And what does --missing
do in the solve
context?
$ antrax solve --help
==================================================================================
Welcome to anTraX - a software for tracking color tagged ants (and other insects)
==================================================================================
Usage: antrax solve [OPTIONS] explist
Run propagation step
Arguments:
explist
Options:
--clist=PARSE_MOVLIST
--dry
--glist=PARSE_MOVLIST
--hpc
--hpc-options=PARSE_HPC_OPTIONS (default: {})
--mcr
--missing
--movlist=PARSE_MOVLIST
--nw=INT (default: 2)
--session=STR
--step=INT (default: 0)
Other actions:
-h, --help Show the help
I had some jobs fail because I did not allocate enough memory for them. And some jobs seem to fail repeatedly for no obvious reason, but that can be fixed if I remove the hpc_solve1_*.log
for that job.
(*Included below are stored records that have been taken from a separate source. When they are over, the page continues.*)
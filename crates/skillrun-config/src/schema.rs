use serde::{Deserialize, Serialize};
use std::path::{Path, PathBuf};

/// Root configuration — maps to `skillrun.toml`.
#[derive(Debug, Clone, Default, Serialize, Deserialize)]
#[serde(default)]
pub struct SkillrunConfig {
    pub skills: SkillsConfig,
    pub backend: BackendConfig,
    pub resolve: ResolveConfig,
    pub logging: LoggingConfig,
}

impl SkillrunConfig {
    /// Validate the config. Returns human-readable warnings for suspicious
    /// but workable settings; errors only for settings that cannot work.
    pub fn validate(&self) -> Result<Vec<String>, String> {
        let mut warnings = Vec::new();

        if self.backend.provider != "anthropic" {
            return Err(format!(
                "backend.provider '{}' is not supported (expected \"anthropic\")",
                self.backend.provider
            ));
        }
        if self.backend.api_key.is_none() {
            warnings.push(
                "no API key configured — set backend.api_key or the ANTHROPIC_API_KEY env var \
                 before running a skill"
                    .to_string(),
            );
        }
        if self.resolve.command_timeout_secs == 0 {
            warnings.push(
                "resolve.command_timeout_secs is 0 — auto-gather commands that hang will block \
                 the invocation indefinitely"
                    .to_string(),
            );
        }

        Ok(warnings)
    }
}

// ── Skills ─────────────────────────────────────────────────────

#[derive(Debug, Clone, Serialize, Deserialize)]
#[serde(default)]
pub struct SkillsConfig {
    /// Project-local skills root, resolved relative to the working directory.
    pub project_dir: PathBuf,
    /// User-global skills root. Defaults to `~/.skillrun/skills` when unset.
    pub user_dir: Option<PathBuf>,
    /// Additional search roots, tried after the project and user roots.
    pub extra_roots: Vec<PathBuf>,
}

impl Default for SkillsConfig {
    fn default() -> Self {
        Self {
            project_dir: PathBuf::from(".skillrun/skills"),
            user_dir: None,
            extra_roots: vec![],
        }
    }
}

impl SkillsConfig {
    /// Search roots in precedence order: project-local first, then the
    /// user-global root, then any extra roots.
    pub fn search_roots(&self, cwd: &Path) -> Vec<PathBuf> {
        let project = if self.project_dir.is_absolute() {
            self.project_dir.clone()
        } else {
            cwd.join(&self.project_dir)
        };

        let user = self.user_dir.clone().unwrap_or_else(|| {
            dirs::home_dir()
                .unwrap_or_else(|| PathBuf::from("."))
                .join(".skillrun")
                .join("skills")
        });

        let mut roots = vec![project, user];
        roots.extend(self.extra_roots.iter().cloned());
        roots
    }
}

// ── Backend ────────────────────────────────────────────────────

#[derive(Debug, Clone, Serialize, Deserialize)]
#[serde(default)]
pub struct BackendConfig {
    /// Backend provider. Only "anthropic" is supported.
    pub provider: String,
    /// Model identifier passed to the backend.
    pub model: String,
    /// Maximum tokens per response.
    pub max_tokens: u32,
    /// Override for the API base URL (tests, proxies).
    pub base_url: Option<String>,
    /// API key. Falls back to the ANTHROPIC_API_KEY env var when unset.
    pub api_key: Option<String>,
}

impl Default for BackendConfig {
    fn default() -> Self {
        Self {
            provider: "anthropic".into(),
            model: "claude-sonnet-4-20250514".into(),
            max_tokens: 4096,
            base_url: None,
            api_key: None,
        }
    }
}

// ── Resolve ────────────────────────────────────────────────────

#[derive(Debug, Clone, Serialize, Deserialize)]
#[serde(default)]
pub struct ResolveConfig {
    /// Wall-clock bound for one auto-gather command. Expiry counts as a
    /// resolution failure for that input, not a hard error.
    pub command_timeout_secs: u64,
}

impl Default for ResolveConfig {
    fn default() -> Self {
        Self {
            command_timeout_secs: 30,
        }
    }
}

// ── Logging ────────────────────────────────────────────────────

#[derive(Debug, Clone, Serialize, Deserialize)]
#[serde(default)]
pub struct LoggingConfig {
    /// Default log level when no --log-level / RUST_LOG override is given.
    pub level: String,
    /// Log format: "pretty" or "json".
    pub format: String,
}

impl Default for LoggingConfig {
    fn default() -> Self {
        Self {
            level: "info".into(),
            format: "pretty".into(),
        }
    }
}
Weird.
Once again you are right - I fixed the movlist issue.
Works beautifully!
$ antrax solve JS16/ --step 1 --movlist 2-4 --dry --hpc --hpc-options partition=single,cpus=3,mem-per-cpu=3000,time=72:00:00
==================================================================================
Welcome to anTraX - a software for tracking color tagged ants (and other insects)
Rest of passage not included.